Task statement =>
Transcribe the records word for word, beginning with the first line and ending with the line that contains "A field the"; include nothing else.

=== Supplied data ===

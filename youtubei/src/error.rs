//! Errors raised while hydrating entities from raw fragments.

/// The raw fragment handed to a hydrator did not honor the upstream shape contract.
///
/// Both variants are fatal for the hydration call that produced them. Nothing is
/// retried and no partially-hydrated entity is returned.
#[derive(Debug, Clone, PartialEq, Eq, thiserror::Error)]
pub enum HydrateError {
    /// A field the entity cannot exist without is absent (or `null`).
    #[error("{entity} fragment is missing required field `{field}`")]
    MissingField {
        entity: &'static str,
        field: &'static str,
    },

    /// A field is present but matches none of the shapes the entity knows about.
    #[error("{entity} field `{field}` has an unrecognized shape: {detail}")]
    ShapeMismatch {
        entity: &'static str,
        field: &'static str,
        detail: String,
    },
}

impl HydrateError {
    /// The raw field this error is about.
    pub fn field(&self) -> &'static str {
        match self {
            Self::MissingField { field, .. } | Self::ShapeMismatch { field, .. } => field,
        }
    }
}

===

Solution for this exercise =>
filename youtubei/src/error.rs
//! Errors raised while hydrating entities from raw fragments.

/// The raw fragment handed to a hydrator did not honor the upstream shape contract.
///
/// Both variants are fatal for the hydration call that produced them. Nothing is
/// retried and no partially-hydrated entity is returned.
#[derive(Debug, Clone, PartialEq, Eq, thiserror::Error)]
pub enum HydrateError {
    /// A field the entity cannot exist without is absent (or `null`).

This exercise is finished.